İSTANBUL - Uğur Samet Avcı
Anadolu Ajansı (AA) ekibi, İstanbul Büyükşehir Belediyesi İtfaiyesi'nin Silivri İstasyonunda, itfaiyecilerin 24 saatlik zorlu görevlerine tanıklık etti.
Sabah 10.00'da göreve başlayan personel, önce "Allah'ım tehlikeye düşmüş her canlının, özellikle küçük bir çocuk ya da yaşlı birinin imdadına geç kalmadan yetişebilmem için bizlere güç ver." şeklinde başlayan itfaiyeci duasını okuyor. 24 saat esasına göre çalışan ekip, nöbetteki arkadaşlarından görevi devraldıktan sonra işe koyuluyor. A-B-C olarak 15'er kişilik 3 gruba ayrılan personel, gelen ihbara göre göreve çıkıyor.
İstasyonda, araçların kontrolü, bahçe temizliği, eğitimler, toplantılar ve spor gibi çeşitli faaliyetler yapan ekip, ihbar geldiğinde yaklaşık 30 saniyede istasyondan çıkış yapıyor. Sirenlerini çalarak olay yerine en hızlı şekilde ulaşmaya çalışan itfaiyeciler, yangın söndürme çalışmalarına hemen başlıyor.
Kızının gözünde bir kahramanİstasyonda 12 yıldır görev yapan Bahadır Işıklı, AA muhabirine yaptığı açıklamada, her meslekte olduğu gibi itfaiyeciliğin de zor yanlarının bulunduğunu belirterek, "Ama itfaiyecilikte daha tehlikeli görevler ve olaylar var." dedi.
Işıklı, Fatih'te bir otelin saunasında çıkan yangına müdahale sırasında yaralanan ve kaldırıldığı hastanede şehit olan Taner Çebi ile Bağcılar'da bir inşaat alanındaki tırda çıkan yangına müdahale ettiği sırada yakıt deposunda meydana gelen patlama sonucu şehit düşen Ersin Gezer gibi görevi sırasında şehit olan çok sayıda arkadaşlarının bulunduğunu söyledi.
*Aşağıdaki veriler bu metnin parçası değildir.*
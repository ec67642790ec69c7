//! Webhook client trait
//!
//! The session controller depends on this seam so tests can script
//! responses without a network.

use async_trait::async_trait;

use crate::error::Result;
use crate::models::{WebhookRequest, WebhookResponse};

#[async_trait]
pub trait WebhookClientTrait: Send + Sync {
    /// Post a request to the webhook and parse the JSON response.
    async fn post(&self, request: &WebhookRequest) -> Result<WebhookResponse>;
}
//! Wire shapes for the webhook endpoint
//!
//! Requests are one of three JSON bodies keyed by `action`; responses
//! are best-effort with every field optional.

use chat_core::Language;
use serde::{Deserialize, Serialize};

/// The fixed set of actions the webhook understands.
#[derive(Debug, Clone, Copy, PartialEq, Eq, Serialize, Deserialize)]
#[serde(rename_all = "camelCase")]
pub enum WebhookAction {
    FirstVisit,
    SendMessage,
    Reset,
}

/// Outbound request body.
#[derive(Debug, Clone, Serialize)]
#[serde(rename_all = "camelCase")]
pub struct WebhookRequest {
    pub action: WebhookAction,
    pub session_id: String,
    #[serde(skip_serializing_if = "Option::is_none")]
    pub chat_input: Option<String>,
    #[serde(skip_serializing_if = "Option::is_none")]
    pub language: Option<Language>,
}

impl WebhookRequest {
    pub fn first_visit(session_id: impl Into<String>) -> Self {
        Self {
            action: WebhookAction::FirstVisit,
            session_id: session_id.into(),
            chat_input: None,
            language: None,
        }
    }

    pub fn send_message(
        session_id: impl Into<String>,
        chat_input: impl Into<String>,
        language: Language,
    ) -> Self {
        Self {
            action: WebhookAction::SendMessage,
            session_id: session_id.into(),
            chat_input: Some(chat_input.into()),
            language: Some(language),
        }
    }

    pub fn reset(session_id: impl Into<String>) -> Self {
        Self {
            action: WebhookAction::Reset,
            session_id: session_id.into(),
            chat_input: None,
            language: None,
        }
    }
}

const PUSH_GREETING: &str = "pushGreeting";

/// Inbound response body. All fields are optional; unknown fields are
/// ignored.
#[derive(Debug, Clone, Default, Deserialize)]
#[serde(rename_all = "camelCase")]
pub struct WebhookResponse {
    /// The bot reply text for `sendMessage`, or the greeting text for
    /// `firstVisit`. Absence on `sendMessage` means "no content"; the
    /// caller maps it to a localized fallback.
    #[serde(default)]
    pub output: Option<String>,

    #[serde(default, rename = "type")]
    pub response_type: Option<String>,

    #[serde(default)]
    pub push_message: Option<String>,
}

impl WebhookResponse {
    pub fn is_push_greeting(&self) -> bool {
        self.response_type.as_deref() == Some(PUSH_GREETING)
    }

    /// Banner text attached to a `firstVisit` response. Carried in
    /// `output`, unlike reply greetings.
    pub fn first_visit_greeting(&self) -> Option<&str> {
        if self.is_push_greeting() {
            self.output.as_deref()
        } else {
            None
        }
    }

    /// Banner text attached to a `sendMessage` response. Carried in
    /// `pushMessage`.
    pub fn reply_greeting(&self) -> Option<&str> {
        if self.is_push_greeting() {
            self.push_message.as_deref()
        } else {
            None
        }
    }
}
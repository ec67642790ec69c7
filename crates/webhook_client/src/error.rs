//! Webhook client error types

use thiserror::Error;

#[derive(Debug, Error)]
pub enum WebhookError {
    #[error("transport error: {0}")]
    Transport(#[from] reqwest::Error),

    #[error("webhook returned status {0}")]
    Status(reqwest::StatusCode),

    #[error("malformed webhook response: {0}")]
    MalformedResponse(#[from] serde_json::Error),
}

pub type Result<T> = std::result::Result<T, WebhookError>;
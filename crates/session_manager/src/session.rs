//! Live session data

use chat_core::{DeliveryState, Language, Message};
use serde::{Deserialize, Serialize};
use uuid::Uuid;

/// Which panel the widget is showing.
#[derive(Debug, Clone, Copy, PartialEq, Eq, Serialize, Deserialize)]
#[serde(rename_all = "lowercase")]
pub enum ViewMode {
    Chat,
    Settings,
}

impl Default for ViewMode {
    fn default() -> Self {
        ViewMode::Chat
    }
}

/// All view state for one conversation session.
///
/// The message log is append-only; only a reset or an explicit clear
/// wipes it, and then atomically together with the banner and view
/// mode.
#[derive(Debug, Clone, Serialize, Deserialize)]
pub struct ChatSession {
    /// Opaque identifier, regenerated on reset.
    pub session_id: String,

    pub language: Language,

    pub messages: Vec<Message>,

    pub view_mode: ViewMode,

    /// Out-of-band server-pushed notice, independent of the log.
    pub banner_text: Option<String>,

    /// Current composer input.
    pub composer: String,

    /// Whether the typing indicator is active.
    pub typing: bool,

    /// Whether the welcome sequence is shown (empty log only).
    pub show_welcome: bool,
}

impl ChatSession {
    pub fn new(language: Language) -> Self {
        Self {
            session_id: new_session_id(),
            language,
            messages: Vec::new(),
            view_mode: ViewMode::Chat,
            banner_text: None,
            composer: String::new(),
            typing: false,
            show_welcome: true,
        }
    }

    pub fn push_message(&mut self, message: Message) {
        self.messages.push(message);
    }

    /// Promote the most recent user message after the webhook answered.
    pub fn mark_last_user_read(&mut self) {
        if let Some(msg) = self.messages.iter_mut().rev().find(|m| m.is_user()) {
            msg.delivery_state = DeliveryState::Read;
        }
    }

    /// Wipe the conversation: messages, banner, typing indicator and
    /// view mode together. The composer and language survive.
    pub fn clear_conversation(&mut self) {
        self.messages.clear();
        self.banner_text = None;
        self.typing = false;
        self.show_welcome = true;
        self.view_mode = ViewMode::Chat;
    }

    pub fn rotate_session_id(&mut self) {
        self.session_id = new_session_id();
    }
}

impl Default for ChatSession {
    fn default() -> Self {
        Self::new(Language::default())
    }
}

fn new_session_id() -> String {
    Uuid::new_v4().simple().to_string()
}
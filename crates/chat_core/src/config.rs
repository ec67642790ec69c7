//! Widget configuration

use serde::{Deserialize, Serialize};

const DEFAULT_WEBHOOK_URL: &str =
    "https://skyon.app.n8n.cloud/webhook/bf169e1d-8a6e-4ad6-9521-d89e7e60b4a4/chat";

#[derive(Debug, Clone, Serialize, Deserialize)]
pub struct WidgetConfig {
    /// The single webhook endpoint performing message processing.
    pub webhook_url: String,

    /// Maximum composer input length, in characters.
    #[serde(default = "default_max_composer_len")]
    pub max_composer_len: usize,

    /// Request timeout for webhook calls, in seconds.
    #[serde(default = "default_request_timeout_secs")]
    pub request_timeout_secs: u64,

    /// Whether changing language also rotates the session identifier.
    ///
    /// The reference behavior clears the conversation on language change
    /// but keeps the backend session; set this to get full reset
    /// semantics instead.
    #[serde(default)]
    pub language_change_rotates_session: bool,
}

fn default_max_composer_len() -> usize {
    300
}

fn default_request_timeout_secs() -> u64 {
    30
}

fn parse_bool_env(value: &str) -> bool {
    matches!(
        value.trim().to_ascii_lowercase().as_str(),
        "1" | "true" | "yes" | "y" | "on"
    )
}

impl Default for WidgetConfig {
    fn default() -> Self {
        Self::new()
    }
}

impl WidgetConfig {
    /// Build the configuration, applying environment overrides.
    pub fn new() -> Self {
        let mut config = WidgetConfig {
            webhook_url: DEFAULT_WEBHOOK_URL.to_string(),
            max_composer_len: default_max_composer_len(),
            request_timeout_secs: default_request_timeout_secs(),
            language_change_rotates_session: false,
        };

        if let Ok(url) = std::env::var("CHAT_WEBHOOK_URL") {
            config.webhook_url = url;
        }
        if let Ok(rotate) = std::env::var("CHAT_LANGUAGE_CHANGE_ROTATES_SESSION") {
            config.language_change_rotates_session = parse_bool_env(&rotate);
        }
        config
    }

    /// Configuration pointing at a specific webhook URL.
    pub fn with_webhook_url(url: impl Into<String>) -> Self {
        Self {
            webhook_url: url.into(),
            ..Self::new()
        }
    }
}
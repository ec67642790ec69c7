//! chat_state - State machine for the conversation session lifecycle
//!
//! This crate provides the state machine governing the message send
//! lifecycle: at most one request in flight, and every failure returns
//! the session to `Idle` so the user can retry.

pub mod machine;

// Re-export commonly used types
pub use machine::{SessionEvent, SessionState, StateMachine, StateTransition};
Yaşadığı bir olayı da anlatan Işıklı, "Çocuklarımla beraber Çanakkale'ye gittim. Vapurda küçük kızım kendi yaşlarındaki bir kızın yanına giderek 'Benim babam itfaiyeci.' dedi. Diğer kız da 'Benim babam da pilot.' dedi. Bunun üzerine kızım da 'Benim babam kahraman.' dedi. İşte onun için itfaiyecilik kutsal meslek." ifadelerini kullandı.
"Van depreminde ölüm tehlikesi atlattım"Yangınlarda, kurtarma olaylarında, trafik kazalarında, sel ve deprem gibi doğal afetlerde görev yaptıklarını dile getiren Işıklı, "Yine hayvan kurtarmaya da gidiyoruz. Kuyuya köpek, koyun, inek düşüyor. Ağaçta mahsur kalan kedilere, eve giren yılanlara, canlıların hayatına kasteden her türlü olaya gidiyoruz." dedi.
Görevi sırasında ölüm tehlikesini çok yaşadığını belirten Işıklı, "Görev sırasında itfaiyecilerin çoğu ölüm tehlikesi gibi durumlarla karşılaşıyor. 2011'deki depremde Van'a ekip olarak gittik. Bir vatandaşın binanın içinde olduğu ihbarını aldık. Binanın her tarafına baktık, tek kalan yer asansör boşluğuydu. Oraya girdiğimiz anda 5,5 şiddetinde bir artçı deprem yaşadık. Üzerimize molozlar düşmeye başladı. Son anda kendimizi dışarı attık." şeklinde konuştu.
Bahadır Işıklı, itfaiye teşkilatında çalışmaktan mutluluk duyduğunu sözlerine ekledi.